This continent of ice has about 5,000 scientists from around the world who study the unspoken region to learn more about the history of the earth and the effects of climate change. But researchers suffered a setback when they discovered more than 100 dormant volcanoes beneath the continent’s ice, making it the world’s largest volcanic region. The search was especially important because the activity of this volcano could have a very significant impact on the rest of the planet.
If someone erupts, it could further destabilize some of the region’s ice sheets that have already been affected by global warming.
And the YouTube channel ‘What If’ raised the issue of another case during their documentary in the region.
The narrator said: “This huge ice swamp sits on top of a volcano.
“Could their burning lava reach the Earth’s surface, or will the dense Antarctic ice stop lava before disabling the planet?
There are more than 100 volcanoes under Antarctica
Climate change is already affecting the region
“Antarctica is the coldest continent on Earth and it’s pretty mysterious, we didn’t know it had active volcanoes until 2013, when scientists mistakenly identified a bunch of two small earthquakes.
“Now that we’ve scanned Antarctica with ice-penetrating radar, we know there are a lot of volcanoes hidden beneath the ice – 138 to be precise.
“It simply came to our notice then. How much trouble would we face if all these volcanoes erupted suddenly? ”
The series went on to explain how the conditions for volcanic eruptions do not apply to the frozen desert.
It added: “Volcanoes usually have warning signs before they erupt, such as earthquake waves, indicating that molten rock is moving beneath the surface.
Read more: Discovery of Antarctica: Incredible ‘evolved’ sea creatures ‘blown’ by divers under ice
Huge amounts of ice can be thrown into the sea
“Then the lava and ash join the party with the heated gas – on average the lava moves at about mpf.
“When a large eruption occurs, volcanoes can release extremely hot gas and ash, forming pyroclastic clouds, reaching up to 700C and moving to 50 mph.
“The Antarctic volcano is a different story. These are buried under layers of ice more than four kilometers (two and a half miles) thick.
“We’re not going to work with volcanoes, at least for the first time, to get volcanic gases to the surface.”
However, such incidents could have dire consequences in other parts of the world.
More ice in the water would raise the sea level
The series adds: “The heat will melt ice caves, create plenty of molten water, and that’s when things get ugly.
“This molten water will move the ice on its surface more quickly and start its journey towards the sea.
“From there, the domino effect will begin and the magma will find a way through the eruption.
“Multiple volcanic eruptions in Antarctica could erupt more than 100 volcanoes and destabilize the entire region.
“As they leave, more molten water will form, causing the Antarctic ice to flow into the ocean.”
And the documentary reveals how people around the world will feel the full force.
Mount Erebus is an active volcano in Antarctica
It continued in May: “Antarctic ice will be bound by warm ocean currents – on the one hand we want to get a new look at the Antarctic bedrock, but on the other hand, the ice will not disappear, it will melt.
“If the ice melts, it will raise the world sea level by about 60 meters, slowing down large storms and further reducing rainfall.
“Hurricanes and typhoons wreak havoc on the earth.
“Wildlife will lose their habitat and agriculture will become polluted.
“Massive flooding will push millions of people off the coast – we could see thousands of deaths and storms flooding cities and floating seas.”

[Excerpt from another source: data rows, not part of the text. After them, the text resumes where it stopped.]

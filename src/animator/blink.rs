use rand::Rng;

use crate::{rig::BlinkChannels, scene::Scene};

/// Seconds to fully close, and again to fully open.
const HALF_BLINK: f32 = 0.08;
const MIN_INTERVAL: f32 = 3.0;
const INTERVAL_SPREAD: f32 = 4.0;
const DOUBLE_BLINK_CHANCE: f64 = 0.05;
const DOUBLE_BLINK_DELAY: f32 = 0.25;

/// Blink timer driving both eyes with the same triangular envelope.
///
/// The wait until the next blink counts down by frame deltas, so it does not
/// depend on how long the avatar has been running.
#[derive(Debug, Clone, PartialEq)]
pub struct Blink {
    /// 0-1 closing, 1-2 opening.
    phase: f32,
    blinking: bool,
    /// Seconds until the next blink starts.
    next_in: f32,
}

impl Blink {
    pub fn new(rng: &mut impl Rng) -> Self {
        Self {
            phase: 0.0,
            blinking: false,
            next_in: next_interval(rng),
        }
    }

    pub fn is_blinking(&self) -> bool {
        self.blinking
    }

    pub fn next_in(&self) -> f32 {
        self.next_in
    }

    pub fn update(
        &mut self,
        rng: &mut impl Rng,
        dt: f32,
        scene: &mut Scene,
        channels: &[BlinkChannels],
    ) {
        if !self.blinking {
            self.next_in -= dt;
            if self.next_in <= 0.0 {
                self.blinking = true;
                self.phase = 0.0;
            }
        }
        if !self.blinking {
            return;
        }

        self.phase += dt / HALF_BLINK;
        if self.phase < 1.0 {
            set_blink(scene, channels, self.phase.clamp(0.0, 1.0));
        } else if self.phase < 2.0 {
            set_blink(scene, channels, (2.0 - self.phase).clamp(0.0, 1.0));
        } else {
            set_blink(scene, channels, 0.0);
            self.blinking = false;
            self.next_in = if rng.random_bool(DOUBLE_BLINK_CHANCE) {
                DOUBLE_BLINK_DELAY
            } else {
                next_interval(rng)
            };
        }
    }
}

fn next_interval(rng: &mut impl Rng) -> f32 {
    MIN_INTERVAL + rng.random::<f32>() * INTERVAL_SPREAD
}

pub fn set_blink(scene: &mut Scene, channels: &[BlinkChannels], value: f32) {
    for channel in channels {
        let Some(morphs) = scene.morphs_mut(channel.mesh) else {
            continue;
        };

        for idx in [channel.left, channel.right].into_iter().flatten() {
            morphs.set(idx, value);
        }
    }
}

#[cfg(test)]
mod tests {
    use rand::SeedableRng;
    use rand_chacha::ChaCha8Rng;

    use super::*;
    use crate::{
        rig::RigControlMap,
        scene::{MorphSet, NodeId, NodeKind},
    };

    fn face() -> (Scene, NodeId, RigControlMap) {
        let mut scene = Scene::new("root");
        let face = scene.add_child(
            scene.root(),
            "Face",
            NodeKind::Mesh(MorphSet::new(["jawOpen", "eyeBlinkLeft", "eyeBlinkRight"])),
        );
        let rig = RigControlMap::discover(&scene);

        (scene, face, rig)
    }

    #[test]
    fn envelope() {
        let (mut scene, face, rig) = face();
        let mut rng = ChaCha8Rng::seed_from_u64(1);
        let mut blink = Blink {
            phase: 0.0,
            blinking: false,
            next_in: 0.0,
        };

        let mut step = |blink: &mut Blink, scene: &mut Scene| {
            blink.update(&mut rng, 0.04, scene, &rig.blink_channels);
            let m = scene.morphs(face).unwrap();
            (m.get(1).unwrap(), m.get(2).unwrap())
        };

        let (l, r) = step(&mut blink, &mut scene);
        assert!((l - 0.5).abs() < 1e-5 && l == r);
        let (l, _) = step(&mut blink, &mut scene);
        assert!((l - 1.0).abs() < 1e-5);
        let (l, _) = step(&mut blink, &mut scene);
        assert!((l - 0.5).abs() < 1e-5);
        step(&mut blink, &mut scene);
        let (l, r) = step(&mut blink, &mut scene);
        assert_eq!((l, r), (0.0, 0.0));
        assert!(!blink.is_blinking());
        assert!(blink.next_in() >= DOUBLE_BLINK_DELAY);
    }

    #[test]
    fn interval_range() {
        let mut rng = ChaCha8Rng::seed_from_u64(2);
        for _ in 0..1000 {
            let v = next_interval(&mut rng);
            assert!((MIN_INTERVAL..MIN_INTERVAL + INTERVAL_SPREAD).contains(&v));
        }
    }

    #[test]
    fn huge_frame_finishes_blink() {
        let (mut scene, face, rig) = face();
        let mut rng = ChaCha8Rng::seed_from_u64(3);
        let mut blink = Blink::new(&mut rng);

        blink.update(&mut rng, 10.0, &mut scene, &rig.blink_channels);
        assert!(!blink.is_blinking());
        assert_eq!(scene.morphs(face).unwrap().influences(), &[0.0, 0.0, 0.0]);
        assert!(blink.next_in() > 0.0);
    }

    #[test]
    fn does_not_touch_mouth() {
        let (mut scene, face, rig) = face();
        scene.morphs_mut(face).unwrap().set(0, 0.4);

        set_blink(&mut scene, &rig.blink_channels, 1.0);
        assert_eq!(scene.morphs(face).unwrap().influences(), &[0.4, 1.0, 1.0]);
    }
}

Experts are also worried about that possibility.
Cheating Island has an active call ra
Dr. Robert Bingham from the University of Edinburgh said in February: “It is interesting to discover the vast volcanoes on this relatively undiscovered continent.
“A better idea of volcanic activity could shed light on the past, present and future, and their impact on Antarctic ice and other cracking systems in the world.
“If they [the ice sheets] Significantly reduced, it can release pressure on volcanoes that fall to the bottom creating volcanoes that can further destabilize ice sheets and increase sea levels that are already affecting our oceans. “
For now, however, these volcanoes are dormant, meaning they haven’t erupted in the last 10,000 years, but may do so in the future.
At the moment, there are only two active volcanoes in Antarctica – Mount Erebus and Deception Island.